Initial analyses revealed substantial genetic influence (61–91%) on educational performance, with varying contributions from shared environmental (0–15%) and nonshared environmental (9–24%) influences depending on the assumed genetic relatedness of same-sex twins. School quality was positively associated with performance, but this effect was partially explained by parental SES. The core findings centered on the moderation analyses. Initially, models suggested a significant negative moderation of genetic variance by school quality (i.e., decreasing genetic variance with increasing school quality). However, this effect diminished and became non-significant when school SES and parental SES were included as moderators in the model, indicating that the initial finding was largely confounded by SES. The most robust finding was a statistically significant negative moderation of genetic variance by school SES. This effect persisted even after controlling for parental SES, suggesting that school-based processes beyond the simple reflection of parental SES also contribute to the reduction of genetic variance in higher-SES schools. This moderation effect represents a substantial reduction in genetic influence (40%). The model also revealed a weak moderation of shared environmental variance by school SES after controlling for parental SES, and a decrease in non-shared environmental variance with increasing school SES that was fully explained by parental SES. Robustness checks using different rSSG values and alternative school quality measures generally supported these key findings, though the precision of estimates varied across the different values of rSSG.

The findings challenge the notion that school quality directly reduces educational inequality. Although an initial indication suggested that genetic variance decreases in high-quality schools, this effect proved to be primarily driven by school and parental SES, not inherent school quality characteristics. The negative gene-SES interaction (i.e., decreasing genetic variance with increasing SES) supports the diathesis-stress model, indicating that more favorable environments (higher-SES families and schools) compensate for genetic risks leading to lower performance. This suggests that low-SES children face a double disadvantage, lacking compensatory mechanisms both at home and in their school environments. The study highlights the intertwined roles of family and school contexts in shaping educational outcomes. Future research should explore the interactions between these two levels to better understand their combined effects. The results also suggest that focusing solely on improving school quality may be insufficient to address educational inequality. Reducing school segregation and reforming school funding mechanisms to account for both socioeconomic and genetic factors might be more effective strategies.

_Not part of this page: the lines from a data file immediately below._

impl ArbitrationEngine {
    pub fn new(config: ArbitrationConfig, thresholds: PriorityThresholds) -> Self {
        let registry = Arc::new(ActivePositionRegistry::new(config.position_retention()));
        Self::with_registry(config, PriorityClassifier::new(thresholds), registry)
    }

    /// Build around an existing registry.
    pub fn with_registry(
        config: ArbitrationConfig,
        classifier: PriorityClassifier,
        registry: Arc<ActivePositionRegistry>,
    ) -> Self {
        Self {
            config,
            classifier,
            registry,
        }
    }

    pub fn registry(&self) -> &Arc<ActivePositionRegistry> {
        &self.registry
    }

    pub fn classifier(&self) -> &PriorityClassifier {
        &self.classifier
    }

    pub fn config(&self) -> &ArbitrationConfig {
        &self.config
    }

    /// Decide what to do with `candidate`, updating the registry.
    pub fn decide(&self, candidate: &SignalCandidate) -> Decision {
        self.decide_at(candidate, Utc::now())
    }

    /// Same as [`decide`](Self::decide) with an explicit decision time.
    pub fn decide_at(&self, candidate: &SignalCandidate, now: DateTime<Utc>) -> Decision {
        let priority = self.classifier.classify(candidate.quality_score);

        let verdict = match self.registry.positions.entry(candidate.symbol.clone()) {
            Entry::Vacant(vacant) => {
                let verdict = self.evaluate_idle(candidate);
                if verdict.action != Action::NewOrder {
                    verdict
                } else if self.registry.try_reserve(self.config.max_active_positions) {
                    vacant.insert(ActivePosition::new(candidate.clone(), now, Action::NewOrder));
                    verdict
                } else {
                    Verdict::ignore(
                        candidate.confidence,
                        format!(
                            "active position cap reached ({}/{})",
                            self.registry.len(),
                            self.config.max_active_positions
                        ),
                    )
                }
            }
            Entry::Occupied(mut occupied) => {
                let incumbent = occupied.get();
                if incumbent.candidate.symbol != candidate.symbol {
                    self.internal_state_error(
                        candidate,
                        format!(
                            "registry entry for {} holds candidate {} for {}",
                            candidate.symbol, incumbent.candidate.id, incumbent.candidate.symbol
                        ),
                    )
                } else {
                    let verdict = self.evaluate_against(candidate, incumbent);
                    match verdict.action {
                        Action::Enhance | Action::Replace => {
                            // ENHANCE overwrites the incumbent wholesale; nothing is merged.
                            occupied.insert(ActivePosition::new(
                                candidate.clone(),
                                now,
                                verdict.action,
                            ));
                            verdict
                        }
                        Action::Ignore => verdict,
                        Action::NewOrder => self.internal_state_error(
                            candidate,
                            "NEW_ORDER evaluated while a position is active".to_string(),
                        ),
                    }
                }
            }
        };

        Metrics::active_positions(self.registry.len());
        Metrics::decision(verdict.action.as_str(), priority.as_str());

        debug!(
            symbol = %candidate.symbol,
            candidate_id = %candidate.id,
            action = %verdict.action,
            priority = %priority,
            confidence_delta = %verdict.confidence_delta,
            reasoning = %verdict.reasoning,
            "Arbitration decision"
        );

        Decision {
            candidate_id: candidate.id.clone(),
            symbol: candidate.symbol.clone(),
            direction: candidate.direction,
            action: verdict.action,
            priority,
            reasoning: verdict.reasoning,
            confidence_delta: verdict.confidence_delta,
            related_signal_id: verdict.related_signal_id,
            execution_params: verdict.execution_params,
            decided_at: now,
        }
    }

    /// No active position for the symbol.
    fn evaluate_idle(&self, candidate: &SignalCandidate) -> Verdict {
        let min_quality = self.config.min_quality_threshold;
        if candidate.quality_score < min_quality {
            return Verdict::ignore(
                candidate.confidence,
                format!(
                    "quality {} below minimum {}",
                    candidate.quality_score, min_quality
                ),
            );
        }

        Verdict {
            action: Action::NewOrder,
            reasoning: format!(
                "no active position for {}; quality {} >= {}",
                candidate.symbol, candidate.quality_score, min_quality
            ),
            confidence_delta: candidate.confidence,
            related_signal_id: None,
            execution_params: ExecutionParams {
                size_fraction: Some(self.size_fraction(candidate)),
                ..Default::default()
            },
        }
    }

    /// An active position exists for the symbol.
    fn evaluate_against(&self, candidate: &SignalCandidate, incumbent: &ActivePosition) -> Verdict {
        let current = &incumbent.candidate;
        let confidence_gap = candidate.confidence - current.confidence;

        if candidate.direction == current.direction {
            let quality_gap = candidate.quality_score - current.quality_score;
            if confidence_gap >= self.config.enhance_gap_threshold
                && quality_gap > self.config.enhance_quality_gap
            {
                let ratio = (confidence_gap * Decimal::TWO).min(self.config.enhancement_ratio_cap);
                return Verdict {
                    action: Action::Enhance,
                    reasoning: format!(
                        "same-direction confidence gap {} >= {} and quality gap {} > {}",
                        confidence_gap,
                        self.config.enhance_gap_threshold,
                        quality_gap,
                        self.config.enhance_quality_gap
                    ),
                    confidence_delta: confidence_gap,
                    related_signal_id: Some(current.id.clone()),
                    execution_params: ExecutionParams {
                        enhancement_ratio: Some(ratio),
                        ..Default::default()
                    },
                };
            }
            return Verdict::ignore(
                confidence_gap,
                format!(
                    "insufficient same-direction improvement over {}: confidence gap {} (need >= {}), quality gap {} (need > {})",
                    current.id,
                    confidence_gap,
                    self.config.enhance_gap_threshold,
                    quality_gap,
                    self.config.enhance_quality_gap
                ),
            );
        }

        let min_quality = self.config.min_quality_threshold;
        if confidence_gap >= self.config.replace_gap_threshold
            && candidate.quality_score >= min_quality
        {
            return Verdict {
                action: Action::Replace,
                reasoning: format!(
                    "opposite-direction confidence gap {} >= {} and quality {} >= {}",
                    confidence_gap, self.config.replace_gap_threshold, candidate.quality_score, min_quality
                ),
                confidence_delta: confidence_gap,
                related_signal_id: Some(current.id.clone()),
                execution_params: ExecutionParams {
                    size_fraction: Some(self.size_fraction(candidate)),
                    close_related: true,
                    ..Default::default()
                },
            };
        }

        Verdict::ignore(
            confidence_gap,
            format!(
                "insufficient gap to reverse {} {}: confidence gap {} (need >= {}), quality {} (min {})",
                current.direction,
                current.id,
                confidence_gap,
                self.config.replace_gap_threshold,
                candidate.quality_score,
                min_quality
            ),
        )
    }

    fn size_fraction(&self, candidate: &SignalCandidate) -> Decimal {
        candidate.confidence * self.config.max_position_fraction
    }

    fn internal_state_error(&self, candidate: &SignalCandidate, detail: String) -> Verdict {
        Metrics::internal_state_error();
        warn!(
            symbol = %candidate.symbol,
            candidate_id = %candidate.id,
            detail = %detail,
            "Inconsistent registry state, degrading to IGNORE"
        );
        Verdict::ignore(Decimal::ZERO, format!("internal state error: {detail}"))
    }
}
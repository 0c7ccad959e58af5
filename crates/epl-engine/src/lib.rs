//! EPL pipeline orchestration.
//!
//! `SignalEngine` runs each candidate through:
//! validate → dedup → arbitrate/classify → ledger → dissemination.

pub mod config;
pub mod engine;
pub mod error;
pub mod ledger;

pub use config::{EngineConfig, MaintenanceConfig};
pub use engine::{MaintenanceReport, ProcessOutcome, SignalEngine};
pub use error::{EngineError, EngineResult};
pub use ledger::{DecisionLedger, DecisionRecord, LedgerConfig, Stats};
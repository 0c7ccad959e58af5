//! Arbitration outcome types.

use chrono::{DateTime, Utc};
use rust_decimal::Decimal;
use serde::{Deserialize, Serialize};
use std::fmt;
use std::str::FromStr;

use crate::candidate::{CandidateId, Direction};
use crate::error::CoreError;

/// What the engine does with a candidate.
#[derive(Debug, Clone, Copy, PartialEq, Eq, Hash, PartialOrd, Ord, Serialize, Deserialize)]
#[serde(rename_all = "SCREAMING_SNAKE_CASE")]
pub enum Action {
    /// Supersede an opposite-direction active position.
    Replace,
    /// Strengthen a same-direction active position.
    Enhance,
    /// Open a position for an idle instrument.
    NewOrder,
    /// Take no action.
    Ignore,
}

impl Action {
    /// All actions in counter order.
    pub const ALL: [Action; 4] = [Self::Replace, Self::Enhance, Self::NewOrder, Self::Ignore];

    /// Stable index for fixed-size counter arrays.
    pub const fn index(self) -> usize {
        match self {
            Self::Replace => 0,
            Self::Enhance => 1,
            Self::NewOrder => 2,
            Self::Ignore => 3,
        }
    }

    /// Whether the action installs the candidate in the registry.
    pub fn is_actionable(self) -> bool {
        !matches!(self, Self::Ignore)
    }

    /// Metric label.
    pub fn as_str(self) -> &'static str {
        match self {
            Self::Replace => "replace",
            Self::Enhance => "enhance",
            Self::NewOrder => "new_order",
            Self::Ignore => "ignore",
        }
    }
}

impl fmt::Display for Action {
    fn fmt(&self, f: &mut fmt::Formatter<'_>) -> fmt::Result {
        match self {
            Self::Replace => write!(f, "REPLACE"),
            Self::Enhance => write!(f, "ENHANCE"),
            Self::NewOrder => write!(f, "NEW_ORDER"),
            Self::Ignore => write!(f, "IGNORE"),
        }
    }
}

impl FromStr for Action {
    type Err = CoreError;

    fn from_str(s: &str) -> Result<Self, Self::Err> {
        match s.to_ascii_uppercase().as_str() {
            "REPLACE" => Ok(Self::Replace),
            "ENHANCE" => Ok(Self::Enhance),
            "NEW_ORDER" => Ok(Self::NewOrder),
            "IGNORE" => Ok(Self::Ignore),
            _ => Err(CoreError::InvalidAction(s.to_string())),
        }
    }
}

/// Dissemination urgency tier.
///
/// Ordering follows urgency: `Low < Medium < High < Critical`.
#[derive(Debug, Clone, Copy, PartialEq, Eq, Hash, PartialOrd, Ord, Serialize, Deserialize)]
#[serde(rename_all = "UPPERCASE")]
pub enum Priority {
    Low,
    Medium,
    High,
    Critical,
}

impl Priority {
    /// All priorities, most urgent first.
    pub const ALL: [Priority; 4] = [Self::Critical, Self::High, Self::Medium, Self::Low];

    /// Stable index for fixed-size counter arrays.
    pub const fn index(self) -> usize {
        match self {
            Self::Critical => 0,
            Self::High => 1,
            Self::Medium => 2,
            Self::Low => 3,
        }
    }

    /// Metric label.
    pub fn as_str(self) -> &'static str {
        match self {
            Self::Critical => "critical",
            Self::High => "high",
            Self::Medium => "medium",
            Self::Low => "low",
        }
    }
}

impl fmt::Display for Priority {
    fn fmt(&self, f: &mut fmt::Formatter<'_>) -> fmt::Result {
        match self {
            Self::Critical => write!(f, "CRITICAL"),
            Self::High => write!(f, "HIGH"),
            Self::Medium => write!(f, "MEDIUM"),
            Self::Low => write!(f, "LOW"),
        }
    }
}

impl FromStr for Priority {
    type Err = CoreError;

    fn from_str(s: &str) -> Result<Self, Self::Err> {
        match s.to_ascii_uppercase().as_str() {
            "CRITICAL" => Ok(Self::Critical),
            "HIGH" => Ok(Self::High),
            "MEDIUM" => Ok(Self::Medium),
            "LOW" => Ok(Self::Low),
            _ => Err(CoreError::InvalidPriority(s.to_string())),
        }
    }
}

/// Execution hints attached to a decision.
#[derive(Debug, Clone, Default, PartialEq, Serialize, Deserialize)]
pub struct ExecutionParams {
    /// ENHANCE only: `min(confidence_gap * 2, 0.5)`.
    #[serde(default, skip_serializing_if = "Option::is_none")]
    pub enhancement_ratio: Option<Decimal>,
    /// NEW_ORDER / REPLACE: suggested fraction of capital for the position.
    #[serde(default, skip_serializing_if = "Option::is_none")]
    pub size_fraction: Option<Decimal>,
    /// REPLACE only: the superseded position should be closed first.
    #[serde(default)]
    pub close_related: bool,
}

/// Arbitration outcome for one candidate.
#[derive(Debug, Clone, PartialEq, Serialize, Deserialize)]
pub struct Decision {
    /// Candidate this decision was made for.
    pub candidate_id: CandidateId,
    /// Instrument symbol.
    pub symbol: String,
    /// Candidate direction.
    pub direction: Direction,
    pub action: Action,
    pub priority: Priority,
    /// Human-readable explanation.
    pub reasoning: String,
    /// Signed confidence difference against the incumbent (or the candidate's
    /// own confidence when there is no incumbent).
    pub confidence_delta: Decimal,
    /// Superseded or strengthened candidate.
    #[serde(default, skip_serializing_if = "Option::is_none")]
    pub related_signal_id: Option<CandidateId>,
    #[serde(default)]
    pub execution_params: ExecutionParams,
    /// Decision timestamp.
    pub decided_at: DateTime<Utc>,
}

impl Decision {
    /// Whether the decision changed the registry.
    pub fn is_actionable(&self) -> bool {
        self.action.is_actionable()
    }
}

This study demonstrates that school quality does not directly reduce educational inequality, either in terms of family background or genetic influences. The observed gene-environment interplay is primarily linked to SES composition effects rather than school quality differences. To effectively address educational inequality, policies should focus on reducing school segregation and reforming school funding mechanisms to compensate for both socioeconomic and genetic factors. Future research should investigate the underlying mechanisms of the gene-SES interaction, potentially focusing on specific learning difficulties rather than general academic performance.

The study's reliance on administrative data without zygosity information for same-sex twins is a limitation, as this necessitates the use of estimated genetic relatedness, which might introduce some uncertainty into the estimates. The use of an overall school quality measure might mask the effects of specific school characteristics. The sample selection, focusing on twins who attended the same primary school and had available Cito test data, could also limit the generalizability of the findings. The possibility of a ceiling effect due to censoring at the upper end of the Cito score scale should also be acknowledged, although the researchers argue that this is unlikely to significantly affect the results.